| Work to complete |
The expected output is the first line of the data below and every line after it, up to and including the line containing "use crate::db::ReviewStore;", each reproduced exactly.

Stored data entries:
···
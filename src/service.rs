//! Review-session orchestration over a [`ReviewStore`].
//!
//! Loads an item, validates the learner's grade, runs the scheduler and
//! persists the result together with a review log entry. Queue and progress
//! queries for dashboards live here too.

use chrono::{DateTime, TimeZone, Utc};
use serde::Serialize;

use crate::config::SchedulerConfig;
use crate::db::ReviewStore;
use crate::domain::{ItemRecord, QualityPolicy, ReviewLog, ReviewQuality};
use crate::error::{Error, Result};
use crate::srs::{self, ReviewResult};

/// Everything a caller needs to report back after a review
#[derive(Debug, Clone, PartialEq, Serialize)]
pub struct ReviewOutcome {
  pub previous: ItemRecord,
  pub updated: ItemRecord,
  pub quality: ReviewQuality,
  pub result: ReviewResult,
  pub log_id: i64,
}

/// Per-item progress for display
#[derive(Debug, Clone, PartialEq, Serialize)]
pub struct ItemProgress {
  pub id: String,
  pub interval: u32,
  pub ease_factor: f64,
  pub review_count: u32,
  pub next_review: DateTime<Utc>,
  pub is_due: bool,
  pub is_mastered: bool,
  /// Rough projection, assumes perfect reviews from here on
  pub estimated_days_to_mastery: u32,
}

#[derive(Debug, Clone, PartialEq, Serialize)]
pub struct ReviewStats {
  pub total_items: usize,
  pub due_items: usize,
  pub mastered_items: usize,
  pub average_ease_factor: Option<f64>,
}

pub struct ReviewService<S: ReviewStore> {
  store: S,
  config: SchedulerConfig,
}

impl<S: ReviewStore> ReviewService<S> {
  pub fn new(store: S, config: SchedulerConfig) -> Self {
    Self { store, config }
  }

  pub fn store(&self) -> &S {
    &self.store
  }

  pub fn config(&self) -> &SchedulerConfig {
    &self.config
  }

  /// Start tracking a learnable unit. New items are due immediately.
  pub fn add_item(&self, id: &str, now: DateTime<Utc>) -> Result<ItemRecord> {
    let record = ItemRecord::new(id, now);
    self.store.insert_item(&record)?;
    tracing::info!(item = id, "Review item added");
    Ok(record)
  }

  pub fn remove_item(&self, id: &str) -> Result<bool> {
    let removed = self.store.delete_item(id)?;
    if removed {
      tracing::info!(item = id, "Review item removed");
    }
    Ok(removed)
  }

  pub fn get_item(&self, id: &str) -> Result<ItemRecord> {
    self
      .store
      .get_item(id)?
      .ok_or_else(|| Error::NotFound(id.to_string()))
  }

  /// Apply the configured quality policy to a raw grade from the UI.
  pub fn validate_quality(&self, raw: i64) -> Result<ReviewQuality> {
    let quality = self.config.quality_policy.apply(raw)?;
    if self.config.quality_policy == QualityPolicy::Clamp && i64::from(quality.value()) != raw {
      tracing::warn!("Review quality {} out of range, clamped to {}", raw, quality);
    }
    Ok(quality)
  }

  /// Grade one review of `id` at `now` and persist the new schedule.
  ///
  /// `now`'s time zone decides what "N days later" means for the due date.
  pub fn submit_review<Tz: TimeZone>(
    &self,
    id: &str,
    raw_quality: i64,
    now: &DateTime<Tz>,
  ) -> Result<ReviewOutcome> {
    let quality = self.validate_quality(raw_quality)?;
    let previous = self.get_item(id)?;

    let result = srs::calculate_next_review_at(&previous.item, quality, now);
    let reviewed_at = now.with_timezone(&Utc);
    let updated = previous.with_result(&result, reviewed_at);
    let log = ReviewLog::new(id, quality, reviewed_at, &result);
    let log_id = self.store.record_review(&updated, &log)?;

    tracing::info!(
      item = id,
      quality = quality.value(),
      interval = result.interval,
      ease_factor = result.ease_factor,
      review_count = result.review_count,
      "Review recorded"
    );

    Ok(ReviewOutcome {
      previous,
      updated,
      quality,
      result,
      log_id,
    })
  }

  /// Due items, most overdue first
  pub fn due_queue(&self, now: &DateTime<Utc>, limit: usize) -> Result<Vec<ItemRecord>> {
    let due = self.store.due_items(now, limit)?;
    tracing::debug!("{} items due", due.len());
    Ok(due)
  }

  pub fn history(&self, id: &str) -> Result<Vec<ReviewLog>> {
    self.store.review_logs(id)
  }

  pub fn progress(&self, id: &str, now: &DateTime<Utc>) -> Result<ItemProgress> {
    let record = self.get_item(id)?;
    Ok(self.progress_for(&record, now))
  }

  fn progress_for(&self, record: &ItemRecord, now: &DateTime<Utc>) -> ItemProgress {
    let target = self.config.mastery_target_days;
    ItemProgress {
      id: record.id.clone(),
      interval: record.item.interval,
      ease_factor: record.item.ease_factor,
      review_count: record.item.review_count,
      next_review: record.next_review,
      is_due: record.is_due_at(now),
      is_mastered: srs::is_mastered(record.item.interval, target),
      estimated_days_to_mastery: srs::estimate_days_to_mastery(record.item.interval, target),
    }
  }

  pub fn stats(&self, now: &DateTime<Utc>) -> Result<ReviewStats> {
    let items = self.store.all_items()?;
    let target = self.config.mastery_target_days;

    let due_items = items.iter().filter(|r| r.is_due_at(now)).count();
    let mastered_items = items
      .iter()
      .filter(|r| srs::is_mastered(r.item.interval, target))
      .count();
    let average_ease_factor = if items.is_empty() {
      None
    } else {
      Some(items.iter().map(|r| r.item.ease_factor).sum::<f64>() / items.len() as f64)
    };

    Ok(ReviewStats {
      total_items: items.len(),
      due_items,
      mastered_items,
      average_ease_factor,
    })
  }
}

#[cfg(test)]
mod tests {
  use super::*;
  use crate::db::MemoryStore;
  use crate::testing::TestEnv;
  use chrono::{Duration, FixedOffset};

  fn now() -> DateTime<Utc> {
    Utc.with_ymd_and_hms(2024, 10, 1, 6, 0, 0).unwrap()
  }

  fn service() -> ReviewService<MemoryStore> {
    ReviewService::new(MemoryStore::new(), SchedulerConfig::default())
  }

  #[test]
  fn test_add_item_is_due_immediately() {
    let svc = service();
    let record = svc.add_item("word:book", now()).unwrap();
    assert_eq!(record.item.interval, 0);

    let due = svc.due_queue(&now(), 10).unwrap();
    assert_eq!(due.len(), 1);
    assert_eq!(due[0].id, "word:book");
  }

  #[test]
  fn test_add_duplicate_item() {
    let svc = service();
    svc.add_item("word:book", now()).unwrap();
    assert!(matches!(svc.add_item("word:book", now()), Err(Error::AlreadyExists(_))));
  }

  #[test]
  fn test_submit_review_persists_and_logs() {
    let svc = service();
    svc.add_item("word:book", now()).unwrap();

    let outcome = svc.submit_review("word:book", 5, &now()).unwrap();
    assert_eq!(outcome.previous.item.review_count, 0);
    assert_eq!(outcome.updated.item.interval, 1);
    assert_eq!(outcome.updated.item.review_count, 1);
    assert_eq!(outcome.updated.item.last_review, Some(now()));
    assert_eq!(outcome.updated.next_review, now() + Duration::days(1));

    let stored = svc.get_item("word:book").unwrap();
    assert_eq!(stored, outcome.updated);

    let history = svc.history("word:book").unwrap();
    assert_eq!(history.len(), 1);
    assert_eq!(history[0].id, outcome.log_id);
    assert_eq!(history[0].quality, ReviewQuality::PERFECT);
  }

  #[test]
  fn test_reviewed_item_leaves_due_queue() {
    let svc = service();
    svc.add_item("word:book", now()).unwrap();
    svc.submit_review("word:book", 4, &now()).unwrap();

    assert!(svc.due_queue(&now(), 10).unwrap().is_empty());
    assert_eq!(svc.due_queue(&(now() + Duration::days(1)), 10).unwrap().len(), 1);
  }

  #[test]
  fn test_submit_review_missing_item() {
    let svc = service();
    assert!(matches!(svc.submit_review("ghost", 4, &now()), Err(Error::NotFound(_))));
  }

  #[test]
  fn test_reject_policy_refuses_out_of_range() {
    let svc = service();
    svc.add_item("word:book", now()).unwrap();
    assert!(matches!(
      svc.submit_review("word:book", 10, &now()),
      Err(Error::InvalidQuality(10))
    ));
    // Nothing changed
    assert_eq!(svc.get_item("word:book").unwrap().item.review_count, 0);
    assert!(svc.history("word:book").unwrap().is_empty());
  }

  #[test]
  fn test_clamp_policy_schedules_out_of_range() {
    let config = SchedulerConfig {
      quality_policy: QualityPolicy::Clamp,
      ..SchedulerConfig::default()
    };
    let svc = ReviewService::new(MemoryStore::new(), config);
    svc.add_item("word:book", now()).unwrap();

    let outcome = svc.submit_review("word:book", 10, &now()).unwrap();
    assert_eq!(outcome.quality, ReviewQuality::PERFECT);
    assert!((outcome.result.ease_factor - 2.6).abs() < 1e-9);

    let outcome = svc.submit_review("word:book", -4, &now()).unwrap();
    assert_eq!(outcome.quality, ReviewQuality::BLACKOUT);
    assert_eq!(outcome.updated.item.review_count, 0);
  }

  #[test]
  fn test_submit_review_in_learner_time_zone() {
    let svc = service();
    svc.add_item("word:book", now()).unwrap();
    let hanoi = FixedOffset::east_opt(7 * 3600).unwrap();
    let local_now = hanoi.with_ymd_and_hms(2024, 10, 1, 22, 15, 0).unwrap();

    let outcome = svc.submit_review("word:book", 4, &local_now).unwrap();
    assert_eq!(outcome.updated.item.last_review, Some(local_now.with_timezone(&Utc)));
    assert_eq!(
      outcome.updated.next_review,
      Utc.with_ymd_and_hms(2024, 10, 2, 15, 15, 0).unwrap()
    );
  }

  #[test]
  fn test_progress_and_stats() {
    let svc = service();
    svc.add_item("fresh", now()).unwrap();
    svc.add_item("strong", now()).unwrap();

    // Drive "strong" past the 30-day threshold: 1, 6, 16, 45
    let mut at = now();
    for _ in 0..4 {
      let outcome = svc.submit_review("strong", 5, &at).unwrap();
      at = outcome.updated.next_review;
    }

    let strong = svc.progress("strong", &now()).unwrap();
    assert_eq!(strong.interval, 45);
    assert!(strong.is_mastered);
    assert!(!strong.is_due);
    assert_eq!(strong.estimated_days_to_mastery, 0);

    let fresh = svc.progress("fresh", &now()).unwrap();
    assert!(fresh.is_due);
    assert!(!fresh.is_mastered);
    assert_eq!(fresh.estimated_days_to_mastery, 32);

    let stats = svc.stats(&now()).unwrap();
    assert_eq!(stats.total_items, 2);
    assert_eq!(stats.due_items, 1);
    assert_eq!(stats.mastered_items, 1);
    let avg = stats.average_ease_factor.unwrap();
    assert!((avg - (2.5 + 2.9) / 2.0).abs() < 1e-9);
  }

  #[test]
  fn test_stats_empty() {
    let stats = service().stats(&now()).unwrap();
    assert_eq!(stats.total_items, 0);
    assert!(stats.average_ease_factor.is_none());
  }

  #[test]
  fn test_remove_item() {
    let svc = service();
    svc.add_item("word:book", now()).unwrap();
    svc.submit_review("word:book", 3, &now()).unwrap();

    assert!(svc.remove_item("word:book").unwrap());
    assert!(!svc.remove_item("word:book").unwrap());
    assert!(svc.history("word:book").unwrap().is_empty());
  }

  #[test]
  fn test_sqlite_backed_service() {
    let env = TestEnv::new().unwrap();
    let svc = ReviewService::new(env.store.clone(), SchedulerConfig::default());
    svc.add_item("phrase:good-morning", now()).unwrap();

    svc.submit_review("phrase:good-morning", 5, &now()).unwrap();
    let outcome = svc
      .submit_review("phrase:good-morning", 1, &(now() + Duration::days(1)))
      .unwrap();
    assert_eq!(outcome.updated.item.interval, 1);
    assert_eq!(outcome.updated.item.review_count, 0);

    let stored = svc.get_item("phrase:good-morning").unwrap();
    assert_eq!(stored, outcome.updated);
    assert_eq!(svc.history("phrase:good-morning").unwrap().len(), 2);
    assert_eq!(env.store.review_totals().unwrap(), (2, 1));

    let reopened = ReviewService::new(env.reopen().unwrap(), SchedulerConfig::default());
    assert_eq!(reopened.get_item("phrase:good-morning").unwrap(), stored);
  }
}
···
| Written answer |
filename src/service.rs
//! Review-session orchestration over a [`ReviewStore`].
//!
//! Loads an item, validates the learner's grade, runs the scheduler and
//! persists the result together with a review log entry. Queue and progress
//! queries for dashboards live here too.

use chrono::{DateTime, TimeZone, Utc};
use serde::Serialize;

use crate::config::SchedulerConfig;
use crate::db::ReviewStore;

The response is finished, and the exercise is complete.